● **TASK TO CARRY OUT**
Check each line of the records below for the word "Connector" and copy those where it appears.

● **EXCERPTED DATA**
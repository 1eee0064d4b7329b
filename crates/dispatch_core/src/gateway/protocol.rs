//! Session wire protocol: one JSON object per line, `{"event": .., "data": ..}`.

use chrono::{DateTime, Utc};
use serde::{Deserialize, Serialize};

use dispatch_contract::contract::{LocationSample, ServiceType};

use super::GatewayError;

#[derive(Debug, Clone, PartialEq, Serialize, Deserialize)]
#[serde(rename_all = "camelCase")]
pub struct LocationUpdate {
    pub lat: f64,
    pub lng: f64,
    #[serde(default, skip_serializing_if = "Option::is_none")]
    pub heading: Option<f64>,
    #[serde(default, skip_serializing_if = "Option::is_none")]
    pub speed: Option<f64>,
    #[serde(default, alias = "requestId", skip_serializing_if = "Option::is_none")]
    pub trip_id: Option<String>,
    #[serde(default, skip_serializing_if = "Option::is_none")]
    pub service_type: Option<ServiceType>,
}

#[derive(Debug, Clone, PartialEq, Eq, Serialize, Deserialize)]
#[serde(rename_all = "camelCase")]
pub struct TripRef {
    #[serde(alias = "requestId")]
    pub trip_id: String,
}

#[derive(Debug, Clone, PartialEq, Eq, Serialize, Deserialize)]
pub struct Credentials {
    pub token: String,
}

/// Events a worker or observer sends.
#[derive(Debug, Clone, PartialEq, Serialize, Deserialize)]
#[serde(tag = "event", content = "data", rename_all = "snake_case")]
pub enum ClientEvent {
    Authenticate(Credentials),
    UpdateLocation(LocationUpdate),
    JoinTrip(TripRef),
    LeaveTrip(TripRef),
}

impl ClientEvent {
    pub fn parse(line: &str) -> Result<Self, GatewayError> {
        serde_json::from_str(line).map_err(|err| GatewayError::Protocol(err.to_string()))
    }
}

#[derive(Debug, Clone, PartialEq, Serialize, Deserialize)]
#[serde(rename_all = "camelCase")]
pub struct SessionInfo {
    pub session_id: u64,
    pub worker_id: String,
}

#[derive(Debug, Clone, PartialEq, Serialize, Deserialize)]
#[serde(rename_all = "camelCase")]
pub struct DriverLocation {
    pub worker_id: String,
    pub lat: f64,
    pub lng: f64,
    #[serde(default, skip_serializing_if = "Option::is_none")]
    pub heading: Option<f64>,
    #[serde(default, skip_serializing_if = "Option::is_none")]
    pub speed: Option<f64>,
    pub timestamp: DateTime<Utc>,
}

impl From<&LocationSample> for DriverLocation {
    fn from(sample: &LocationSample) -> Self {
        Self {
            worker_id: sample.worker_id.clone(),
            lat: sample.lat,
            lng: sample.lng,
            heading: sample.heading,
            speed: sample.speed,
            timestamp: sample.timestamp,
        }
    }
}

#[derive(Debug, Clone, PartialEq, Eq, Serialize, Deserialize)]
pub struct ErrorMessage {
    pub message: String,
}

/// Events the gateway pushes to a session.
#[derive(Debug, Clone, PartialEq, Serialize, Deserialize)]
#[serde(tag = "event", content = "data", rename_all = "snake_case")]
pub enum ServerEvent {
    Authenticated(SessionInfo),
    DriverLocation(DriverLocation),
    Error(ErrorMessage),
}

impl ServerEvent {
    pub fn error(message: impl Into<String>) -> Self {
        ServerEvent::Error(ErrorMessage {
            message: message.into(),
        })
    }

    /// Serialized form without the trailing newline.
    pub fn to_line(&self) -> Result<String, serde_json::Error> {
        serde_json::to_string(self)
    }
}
==
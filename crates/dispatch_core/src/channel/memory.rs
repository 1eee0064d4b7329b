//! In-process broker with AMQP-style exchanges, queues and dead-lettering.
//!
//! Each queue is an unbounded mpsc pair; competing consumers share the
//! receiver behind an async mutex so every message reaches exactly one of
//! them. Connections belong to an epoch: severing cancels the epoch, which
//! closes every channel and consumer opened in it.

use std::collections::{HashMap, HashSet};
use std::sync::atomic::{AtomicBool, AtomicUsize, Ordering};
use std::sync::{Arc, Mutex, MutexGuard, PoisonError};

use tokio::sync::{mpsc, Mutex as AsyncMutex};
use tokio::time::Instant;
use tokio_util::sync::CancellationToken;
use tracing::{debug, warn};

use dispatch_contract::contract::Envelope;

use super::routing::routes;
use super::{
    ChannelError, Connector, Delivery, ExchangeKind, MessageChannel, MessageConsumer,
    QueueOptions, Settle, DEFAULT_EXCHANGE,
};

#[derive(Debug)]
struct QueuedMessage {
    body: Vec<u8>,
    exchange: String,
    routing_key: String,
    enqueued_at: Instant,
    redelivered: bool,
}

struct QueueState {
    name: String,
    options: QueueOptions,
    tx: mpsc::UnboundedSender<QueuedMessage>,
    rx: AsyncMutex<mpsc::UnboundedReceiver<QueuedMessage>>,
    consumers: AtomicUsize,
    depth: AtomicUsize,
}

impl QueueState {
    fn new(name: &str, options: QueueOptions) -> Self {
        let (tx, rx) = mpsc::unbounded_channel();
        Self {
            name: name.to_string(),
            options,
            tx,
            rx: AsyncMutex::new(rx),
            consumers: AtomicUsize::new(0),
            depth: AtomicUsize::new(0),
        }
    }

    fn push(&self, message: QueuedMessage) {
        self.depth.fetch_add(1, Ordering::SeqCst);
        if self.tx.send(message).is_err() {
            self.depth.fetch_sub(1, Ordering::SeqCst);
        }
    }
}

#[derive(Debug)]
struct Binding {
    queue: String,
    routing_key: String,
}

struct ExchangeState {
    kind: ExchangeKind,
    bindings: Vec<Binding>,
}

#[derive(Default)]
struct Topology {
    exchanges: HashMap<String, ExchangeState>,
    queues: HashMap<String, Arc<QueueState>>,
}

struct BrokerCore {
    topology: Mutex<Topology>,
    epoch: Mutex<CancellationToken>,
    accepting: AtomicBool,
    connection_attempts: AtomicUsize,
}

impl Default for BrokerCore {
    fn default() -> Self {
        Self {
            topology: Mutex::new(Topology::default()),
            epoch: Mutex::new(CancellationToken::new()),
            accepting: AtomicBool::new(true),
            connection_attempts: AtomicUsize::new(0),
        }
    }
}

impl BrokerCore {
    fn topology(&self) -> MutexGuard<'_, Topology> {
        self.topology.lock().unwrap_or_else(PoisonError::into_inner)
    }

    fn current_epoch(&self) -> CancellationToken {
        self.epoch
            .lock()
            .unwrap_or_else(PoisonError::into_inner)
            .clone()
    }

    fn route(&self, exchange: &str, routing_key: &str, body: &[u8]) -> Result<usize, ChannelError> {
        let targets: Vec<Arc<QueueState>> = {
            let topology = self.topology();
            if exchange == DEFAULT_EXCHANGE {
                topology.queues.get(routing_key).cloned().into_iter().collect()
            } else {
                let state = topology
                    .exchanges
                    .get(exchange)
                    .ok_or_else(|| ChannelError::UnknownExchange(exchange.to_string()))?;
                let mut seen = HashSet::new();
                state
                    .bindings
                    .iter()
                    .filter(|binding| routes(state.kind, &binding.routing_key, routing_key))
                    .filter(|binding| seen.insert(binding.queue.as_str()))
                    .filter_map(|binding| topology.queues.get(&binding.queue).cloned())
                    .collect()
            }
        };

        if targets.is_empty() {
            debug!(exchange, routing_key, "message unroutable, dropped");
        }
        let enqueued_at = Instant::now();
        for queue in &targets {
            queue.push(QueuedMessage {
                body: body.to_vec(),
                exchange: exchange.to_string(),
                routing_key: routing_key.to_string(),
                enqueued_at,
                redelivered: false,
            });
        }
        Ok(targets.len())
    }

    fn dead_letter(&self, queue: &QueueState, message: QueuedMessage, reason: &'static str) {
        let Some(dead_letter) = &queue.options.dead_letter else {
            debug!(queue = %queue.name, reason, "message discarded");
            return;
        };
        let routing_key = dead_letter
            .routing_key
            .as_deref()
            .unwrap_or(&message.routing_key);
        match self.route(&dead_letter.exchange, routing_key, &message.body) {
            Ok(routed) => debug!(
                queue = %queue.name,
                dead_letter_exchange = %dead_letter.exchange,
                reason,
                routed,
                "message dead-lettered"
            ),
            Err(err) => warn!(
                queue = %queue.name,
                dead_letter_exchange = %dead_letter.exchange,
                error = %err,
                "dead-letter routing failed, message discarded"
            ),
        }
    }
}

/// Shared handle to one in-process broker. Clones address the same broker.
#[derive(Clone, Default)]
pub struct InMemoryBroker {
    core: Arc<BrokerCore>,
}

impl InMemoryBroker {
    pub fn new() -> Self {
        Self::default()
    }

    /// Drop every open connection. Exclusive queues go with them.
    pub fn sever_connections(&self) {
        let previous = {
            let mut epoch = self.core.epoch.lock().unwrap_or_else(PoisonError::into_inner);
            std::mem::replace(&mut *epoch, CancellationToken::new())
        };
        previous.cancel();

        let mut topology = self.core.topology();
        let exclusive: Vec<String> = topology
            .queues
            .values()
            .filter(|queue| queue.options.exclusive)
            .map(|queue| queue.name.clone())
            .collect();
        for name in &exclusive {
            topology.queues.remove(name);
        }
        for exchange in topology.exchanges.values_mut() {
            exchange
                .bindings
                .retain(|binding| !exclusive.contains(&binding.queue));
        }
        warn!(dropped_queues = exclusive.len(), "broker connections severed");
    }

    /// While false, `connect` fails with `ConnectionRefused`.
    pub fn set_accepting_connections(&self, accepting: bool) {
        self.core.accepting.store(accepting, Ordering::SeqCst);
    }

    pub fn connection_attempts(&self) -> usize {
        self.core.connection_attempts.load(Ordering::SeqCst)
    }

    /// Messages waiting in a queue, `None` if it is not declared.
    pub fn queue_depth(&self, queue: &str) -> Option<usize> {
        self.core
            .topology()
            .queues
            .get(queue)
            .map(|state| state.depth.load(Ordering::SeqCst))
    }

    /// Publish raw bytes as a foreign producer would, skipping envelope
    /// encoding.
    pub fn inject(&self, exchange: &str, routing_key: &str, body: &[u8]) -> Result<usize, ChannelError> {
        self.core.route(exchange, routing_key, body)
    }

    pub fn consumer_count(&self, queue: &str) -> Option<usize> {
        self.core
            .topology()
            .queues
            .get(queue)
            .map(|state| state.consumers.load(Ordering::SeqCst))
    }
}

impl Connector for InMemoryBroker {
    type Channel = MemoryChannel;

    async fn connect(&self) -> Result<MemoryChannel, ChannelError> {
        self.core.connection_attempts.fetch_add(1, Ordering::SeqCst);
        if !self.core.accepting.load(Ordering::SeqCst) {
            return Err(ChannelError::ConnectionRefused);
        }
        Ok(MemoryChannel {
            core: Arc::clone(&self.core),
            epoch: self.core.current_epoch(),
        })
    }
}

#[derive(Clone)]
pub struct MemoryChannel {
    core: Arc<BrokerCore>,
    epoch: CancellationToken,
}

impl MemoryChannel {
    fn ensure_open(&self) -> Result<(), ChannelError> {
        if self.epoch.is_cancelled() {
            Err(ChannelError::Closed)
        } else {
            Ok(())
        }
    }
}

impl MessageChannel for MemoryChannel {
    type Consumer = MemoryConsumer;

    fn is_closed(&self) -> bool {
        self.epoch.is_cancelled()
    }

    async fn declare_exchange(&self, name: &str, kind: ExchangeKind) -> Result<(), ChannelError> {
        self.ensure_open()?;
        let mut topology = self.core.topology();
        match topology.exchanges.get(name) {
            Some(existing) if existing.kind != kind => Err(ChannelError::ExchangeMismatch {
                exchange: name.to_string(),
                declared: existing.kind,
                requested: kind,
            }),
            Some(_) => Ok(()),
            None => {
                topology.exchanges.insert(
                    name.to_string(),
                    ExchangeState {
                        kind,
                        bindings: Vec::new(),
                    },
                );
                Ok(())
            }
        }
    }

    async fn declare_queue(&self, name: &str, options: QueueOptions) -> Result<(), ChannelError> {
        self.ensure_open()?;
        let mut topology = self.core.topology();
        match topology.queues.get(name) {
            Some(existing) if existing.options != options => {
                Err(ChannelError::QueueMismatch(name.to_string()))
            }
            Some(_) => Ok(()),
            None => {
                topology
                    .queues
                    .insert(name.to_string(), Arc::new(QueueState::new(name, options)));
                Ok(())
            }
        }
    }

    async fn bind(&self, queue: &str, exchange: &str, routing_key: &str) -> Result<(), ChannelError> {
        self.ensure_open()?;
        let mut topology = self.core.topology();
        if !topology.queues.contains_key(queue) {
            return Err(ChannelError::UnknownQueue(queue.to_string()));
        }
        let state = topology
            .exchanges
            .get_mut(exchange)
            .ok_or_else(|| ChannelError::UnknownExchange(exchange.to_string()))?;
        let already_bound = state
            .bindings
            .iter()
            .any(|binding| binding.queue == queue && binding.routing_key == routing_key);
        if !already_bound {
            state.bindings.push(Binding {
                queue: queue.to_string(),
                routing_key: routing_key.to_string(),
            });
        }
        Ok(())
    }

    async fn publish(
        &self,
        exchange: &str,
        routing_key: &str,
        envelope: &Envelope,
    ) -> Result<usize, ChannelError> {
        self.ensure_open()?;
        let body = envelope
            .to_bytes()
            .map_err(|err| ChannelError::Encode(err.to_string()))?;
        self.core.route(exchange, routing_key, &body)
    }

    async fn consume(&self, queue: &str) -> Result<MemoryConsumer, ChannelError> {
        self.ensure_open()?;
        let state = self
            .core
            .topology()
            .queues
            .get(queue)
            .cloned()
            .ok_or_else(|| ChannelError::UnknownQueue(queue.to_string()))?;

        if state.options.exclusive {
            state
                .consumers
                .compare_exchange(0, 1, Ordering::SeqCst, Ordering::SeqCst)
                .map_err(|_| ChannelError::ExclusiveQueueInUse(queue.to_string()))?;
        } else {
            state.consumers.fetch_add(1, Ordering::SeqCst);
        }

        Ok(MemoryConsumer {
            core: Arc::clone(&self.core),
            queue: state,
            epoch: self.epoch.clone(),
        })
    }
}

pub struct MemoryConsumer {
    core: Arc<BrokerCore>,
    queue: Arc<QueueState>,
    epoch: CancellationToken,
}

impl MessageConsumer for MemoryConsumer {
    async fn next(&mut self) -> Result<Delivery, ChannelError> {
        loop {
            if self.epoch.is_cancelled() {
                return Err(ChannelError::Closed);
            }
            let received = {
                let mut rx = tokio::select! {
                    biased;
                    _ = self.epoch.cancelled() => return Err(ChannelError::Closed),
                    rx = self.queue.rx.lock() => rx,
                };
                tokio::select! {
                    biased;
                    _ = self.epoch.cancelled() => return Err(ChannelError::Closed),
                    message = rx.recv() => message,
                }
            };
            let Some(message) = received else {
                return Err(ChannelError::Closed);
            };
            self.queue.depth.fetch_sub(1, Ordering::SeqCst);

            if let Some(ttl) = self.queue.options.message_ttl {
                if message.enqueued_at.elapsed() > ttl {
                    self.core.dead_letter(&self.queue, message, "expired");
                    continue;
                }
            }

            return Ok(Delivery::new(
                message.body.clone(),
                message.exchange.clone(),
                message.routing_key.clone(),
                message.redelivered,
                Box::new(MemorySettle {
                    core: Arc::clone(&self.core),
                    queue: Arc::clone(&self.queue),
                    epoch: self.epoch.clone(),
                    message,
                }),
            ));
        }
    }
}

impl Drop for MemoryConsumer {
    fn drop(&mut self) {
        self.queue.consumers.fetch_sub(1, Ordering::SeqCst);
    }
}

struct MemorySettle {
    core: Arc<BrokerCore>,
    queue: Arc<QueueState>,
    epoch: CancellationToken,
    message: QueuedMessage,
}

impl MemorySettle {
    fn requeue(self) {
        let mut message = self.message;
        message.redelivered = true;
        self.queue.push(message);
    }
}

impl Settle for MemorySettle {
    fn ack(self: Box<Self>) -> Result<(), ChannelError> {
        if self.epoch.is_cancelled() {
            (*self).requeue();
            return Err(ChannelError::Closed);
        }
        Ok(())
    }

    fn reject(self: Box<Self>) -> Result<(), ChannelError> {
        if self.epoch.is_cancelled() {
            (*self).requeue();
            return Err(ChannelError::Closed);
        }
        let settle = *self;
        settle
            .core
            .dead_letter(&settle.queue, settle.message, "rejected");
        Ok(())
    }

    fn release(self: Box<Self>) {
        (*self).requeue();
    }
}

● **REPLY TO THE EXERCISE**
    ChannelError, Connector, Delivery, ExchangeKind, MessageChannel, MessageConsumer,
impl Connector for InMemoryBroker {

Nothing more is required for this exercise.